Katu: La bruja de la isla

EPÍLOGO

— ¡LLEGAMOS A TIERRA! — grito aquel militar al frente de varias personas.

Los sobrevivientes de la isla— adultos exhaustos, un par de ancianos y niños — se liberaron de las sábanas que los cubrían, aturdidos pero aliviados, voltearon a una playa, donde un grupo de personas los esperaban.

Un grupo de personas de apariencia inusual. Los más jóvenes vestían ropa militar desgastada, mientras que los mayores llevaban cinturones donde colgaban armas, casi obsoletas en la era moderna. Aun así, su postura era firme y sus miradas, vigilantes. Un anciano de rostro sereno y arrugas profundas avanzó hacia el militar.

Tomó sus manos, en un apretón cálido.

—¿Cómo están mis hijos, mi esposa? —preguntó el militar con una mezcla de preocupación y esperanza en la voz.

—Ella es fuerte, y tus hijos están escondidos —respondió el anciano con una calma apacible que pareció aliviar el semblante del soldado.

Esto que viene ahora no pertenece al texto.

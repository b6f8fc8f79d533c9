//! Processors driving the endpoint's event view.
//!
//! - `EventPoller`: Receives `PollTick`, refreshes the event list and renews
//!   the endpoint when it is gone
//! - `ReplayCoordinator`: Receives `ReplayRequest`, replays one event while
//!   holding the poller off

pub mod event_poller;
pub mod replay_coordinator;

pub use event_poller::{DEFAULT_POLL_INTERVAL, EventPoller, PollTick, SkipReason, TickOutcome};
pub use replay_coordinator::{ReplayCoordinator, ReplayError, ReplayRequest};
//! In-memory test doubles for the gateway and the notification sink.

use async_trait::async_trait;
use hookstorm_sdk::client::{ClientError, EndpointApi};
use hookstorm_sdk::objects::{
    CreateEndpointRequest, Endpoint, EndpointStatus, Event, ReplayOutcome, validate_target_url,
};
use std::collections::{HashMap, HashSet};
use std::sync::Mutex;
use std::sync::atomic::{AtomicBool, AtomicUsize, Ordering};
use std::sync::Arc;
use std::time::Duration;
use time::OffsetDateTime;
use tokio::sync::Notify;

use crate::notify::{Notification, Notifier};

pub(crate) fn endpoint(id: &str) -> Endpoint {
    let now = OffsetDateTime::now_utc();
    Endpoint {
        id: id.to_owned(),
        name: "Webhook Endpoint".to_owned(),
        url: format!("http://127.0.0.1:8080/hook/{id}"),
        created_at: now - time::Duration::hours(1),
        expires_at: now + time::Duration::hours(1),
        status: EndpointStatus::Active,
        event_count: 0,
    }
}

pub(crate) fn event(id: &str, replay_count: u64) -> Event {
    Event {
        id: id.to_owned(),
        endpoint_id: None,
        method: "POST".to_owned(),
        status_code: 200,
        headers: Default::default(),
        query_params: Default::default(),
        body: serde_json::json!({ "event": "test" }),
        received_at: OffsetDateTime::now_utc(),
        replay_count,
    }
}

/// Scriptable [`EndpointApi`] that counts every call.
#[derive(Default)]
pub(crate) struct MockApi {
    pub create_calls: AtomicUsize,
    pub get_calls: AtomicUsize,
    pub events_calls: AtomicUsize,
    pub replay_calls: AtomicUsize,
    pub fail_create: AtomicBool,
    pub fail_get: AtomicBool,
    pub reject_replay: AtomicBool,
    next_id: AtomicUsize,
    endpoints: Mutex<HashMap<String, Endpoint>>,
    expired: Mutex<HashSet<String>>,
    events: Mutex<Vec<Event>>,
    replay_gate: Mutex<Option<Arc<Notify>>>,
}

/// Keeps creations in flight long enough for concurrent callers to overlap.
const CREATE_DELAY: Duration = Duration::from_millis(10);

impl MockApi {
    pub fn new() -> Arc<Self> {
        Arc::new(Self::default())
    }

    /// Register an endpoint the backend considers live.
    pub fn insert(&self, endpoint: Endpoint) {
        self.endpoints
            .lock()
            .unwrap()
            .insert(endpoint.id.clone(), endpoint);
    }

    /// Make the backend answer 410 for `id` from now on.
    pub fn expire(&self, id: &str) {
        self.expired.lock().unwrap().insert(id.to_owned());
    }

    pub fn set_events(&self, events: Vec<Event>) {
        *self.events.lock().unwrap() = events;
    }

    /// Hold every replay until the returned handle is notified.
    pub fn gate_replays(&self) -> Arc<Notify> {
        let gate = Arc::new(Notify::new());
        *self.replay_gate.lock().unwrap() = Some(gate.clone());
        gate
    }

    pub fn network_calls(&self) -> usize {
        self.create_calls.load(Ordering::SeqCst)
            + self.get_calls.load(Ordering::SeqCst)
            + self.events_calls.load(Ordering::SeqCst)
            + self.replay_calls.load(Ordering::SeqCst)
    }

    fn lookup(&self, id: &str) -> Result<Endpoint, ClientError> {
        if self.expired.lock().unwrap().contains(id) {
            return Err(ClientError::EndpointExpired);
        }
        self.endpoints
            .lock()
            .unwrap()
            .get(id)
            .cloned()
            .ok_or(ClientError::EndpointNotFound)
    }
}

fn unavailable() -> ClientError {
    ClientError::Json(serde_json::from_str::<serde_json::Value>("<html>").unwrap_err())
}

#[async_trait]
impl EndpointApi for MockApi {
    async fn create_endpoint(
        &self,
        request: &CreateEndpointRequest,
    ) -> Result<Endpoint, ClientError> {
        self.create_calls.fetch_add(1, Ordering::SeqCst);
        tokio::time::sleep(CREATE_DELAY).await;

        if self.fail_create.load(Ordering::SeqCst) {
            return Err(unavailable());
        }
        let n = self.next_id.fetch_add(1, Ordering::SeqCst) + 1;
        let mut created = endpoint(&format!("ep-new-{n}"));
        created.name = request.name.clone();
        self.insert(created.clone());
        Ok(created)
    }

    async fn get_endpoint(&self, id: &str) -> Result<Endpoint, ClientError> {
        self.get_calls.fetch_add(1, Ordering::SeqCst);
        tokio::task::yield_now().await;
        if self.fail_get.load(Ordering::SeqCst) {
            return Err(unavailable());
        }
        self.lookup(id)
    }

    async fn get_events(&self, endpoint_id: &str) -> Result<Vec<Event>, ClientError> {
        self.events_calls.fetch_add(1, Ordering::SeqCst);
        tokio::task::yield_now().await;
        self.lookup(endpoint_id)?;
        Ok(self.events.lock().unwrap().clone())
    }

    async fn replay_event(
        &self,
        endpoint_id: &str,
        event_id: &str,
        target_url: &str,
    ) -> Result<ReplayOutcome, ClientError> {
        validate_target_url(target_url)?;
        self.replay_calls.fetch_add(1, Ordering::SeqCst);

        let gate = self.replay_gate.lock().unwrap().clone();
        if let Some(gate) = gate {
            gate.notified().await;
        }
        self.lookup(endpoint_id)?;

        if self.reject_replay.load(Ordering::SeqCst) {
            return Ok(ReplayOutcome {
                success: false,
                replayed_at: None,
                response_code: Some(502),
                error: Some("bad gateway".to_owned()),
            });
        }
        for event in self.events.lock().unwrap().iter_mut() {
            if event.id == event_id {
                event.replay_count += 1;
            }
        }
        Ok(ReplayOutcome::accepted())
    }
}

/// Keeps every notification it receives.
#[derive(Default)]
pub(crate) struct RecordingNotifier {
    seen: Mutex<Vec<Notification>>,
}

impl RecordingNotifier {
    pub fn new() -> Arc<Self> {
        Arc::new(Self::default())
    }

    pub fn seen(&self) -> Vec<Notification> {
        self.seen.lock().unwrap().clone()
    }
}

impl Notifier for RecordingNotifier {
    fn notify(&self, notification: Notification) {
        self.seen.lock().unwrap().push(notification);
    }
}
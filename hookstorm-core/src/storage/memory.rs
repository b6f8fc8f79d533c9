use async_trait::async_trait;
use std::collections::HashMap;
use tokio::sync::RwLock;

use super::{KeyValueStore, StorageError};

/// In-process store. Nothing survives a restart.
#[derive(Debug, Default)]
pub struct MemoryStore {
    entries: RwLock<HashMap<String, String>>,
}

impl MemoryStore {
    pub fn new() -> Self {
        Self::default()
    }
}

#[async_trait]
impl KeyValueStore for MemoryStore {
    async fn get(&self, key: &str) -> Result<Option<String>, StorageError> {
        Ok(self.entries.read().await.get(key).cloned())
    }

    async fn set(&self, key: &str, value: &str) -> Result<(), StorageError> {
        self.entries
            .write()
            .await
            .insert(key.to_owned(), value.to_owned());
        Ok(())
    }

    async fn remove(&self, key: &str) -> Result<(), StorageError> {
        self.entries.write().await.remove(key);
        Ok(())
    }
}
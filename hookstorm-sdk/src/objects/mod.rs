pub mod endpoint;
pub mod event;
pub mod replay;

pub use endpoint::{CreateEndpointRequest, Endpoint, EndpointStatus};
pub use event::Event;
pub use replay::{InvalidTargetUrl, ReplayEventRequest, ReplayOutcome, validate_target_url};
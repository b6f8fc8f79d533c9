//! Client-local persistence.
//!
//! The lifecycle keeps exactly one record here: the last endpoint it
//! created or verified, serialized as JSON under [`ENDPOINT_STORAGE_KEY`].
//! The stored copy can be stale and is always re-verified before use.

mod file;
mod memory;

pub use file::FileStore;
pub use memory::MemoryStore;

use async_trait::async_trait;
use hookstorm_sdk::objects::Endpoint;
use std::sync::Arc;
use thiserror::Error;

/// Storage key of the persisted endpoint.
pub const ENDPOINT_STORAGE_KEY: &str = "webhookEndpoint";

/// Errors raised by a [`KeyValueStore`] or while decoding its contents.
#[derive(Debug, Error)]
pub enum StorageError {
    #[error("storage io error: {0}")]
    Io(#[from] std::io::Error),

    /// The stored value is not a valid serialized record.
    #[error("stored value is corrupt: {0}")]
    Corrupt(#[from] serde_json::Error),

    #[error("invalid storage key: {0:?}")]
    InvalidKey(String),
}

/// String key-value storage.
#[async_trait]
pub trait KeyValueStore: Send + Sync {
    async fn get(&self, key: &str) -> Result<Option<String>, StorageError>;

    async fn set(&self, key: &str, value: &str) -> Result<(), StorageError>;

    /// Remove `key`. Removing a missing key is not an error.
    async fn remove(&self, key: &str) -> Result<(), StorageError>;
}

/// Typed accessor for the persisted endpoint record.
#[derive(Clone)]
pub struct PersistedEndpoint {
    store: Arc<dyn KeyValueStore>,
}

impl PersistedEndpoint {
    pub fn new(store: Arc<dyn KeyValueStore>) -> Self {
        Self { store }
    }

    /// Read the stored endpoint.
    ///
    /// Returns [`StorageError::Corrupt`] if something is stored but does
    /// not parse.
    pub async fn load(&self) -> Result<Option<Endpoint>, StorageError> {
        match self.store.get(ENDPOINT_STORAGE_KEY).await? {
            Some(raw) => Ok(Some(serde_json::from_str(&raw)?)),
            None => Ok(None),
        }
    }

    pub async fn save(&self, endpoint: &Endpoint) -> Result<(), StorageError> {
        let raw = serde_json::to_string(endpoint)?;
        self.store.set(ENDPOINT_STORAGE_KEY, &raw).await
    }

    pub async fn clear(&self) -> Result<(), StorageError> {
        self.store.remove(ENDPOINT_STORAGE_KEY).await
    }

    /// Remove the record only while it still holds endpoint `id`.
    ///
    /// A corrupt record is removed as well. Returns whether anything was
    /// removed.
    pub async fn clear_if(&self, id: &str) -> Result<bool, StorageError> {
        let matches = match self.load().await {
            Ok(Some(stored)) => stored.id == id,
            Ok(None) => false,
            Err(StorageError::Corrupt(_)) => true,
            Err(e) => return Err(e),
        };
        if matches {
            self.clear().await?;
        }
        Ok(matches)
    }
}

—Gracias, curaca —respondió el militar, recobrando la compostura mientras volteaba hacia los demás sobrevivientes, ahora dispersos y observando el lugar.

Uno de los hombres de entre los sobrevivientes se adelantó y miró al anciano con cierta inquietud.

—¿Dónde estamos? —Rompió el silencio que reinaba entre los adultos.

El curaca miró uno por uno a los rostros cansados y confundidos de los recién llegados. Luego, asintió lentamente y esbozó una sonrisa serena mientras alzaba un poco las manos en señal de bienvenida.

— Huacho —anunció, pronunciando el nombre con un tono de paz y seguridad.

Los sobrevivientes intercambiaron miradas, confundidos, con un ligero toque de miedo todavía en sus rostros, incapaces de relajarse del todo. Solo los niños, libres ya del miedo a los monstruos, seguían gritando y saltando emocionados al ver que estaban a salvo. Hasta que el curaca se acercó.

—No hablemos del camino —dijo el curaca con suavidad, extendiendo una mano hacia uno de los niños— Aquí estarán bien, lo prometo. Van a vivir. Y sus heridas... —añadió, tomando con gentileza la pequeña mano entre las suyas y cerrándola con cuidado, dejando escapar un tenue brillo cálido— serán curadas.

En segundos, los niños sonrieron fascinados por la mano sin herida del tercero. El anciano les devolvió la sonrisa antes de volverse hacia sus hombres, retomando su semblante firme.

— ¡ESCUCHEN! —interrumpió en un grito— los más jóvenes, infiltrense y protejan a las personas. Los viejos del grupo B, protejan los terrenos santos y grupo A, iremos con los chamanes oscuros.

Finalmente, el curaca hizo una pausa, mirando a sus hombres. Entrecerró sus ojos con seriedad.

—Quienes sobrevivan, eduquen a nuestros niños. No dejemos que el equilibrio se rompa.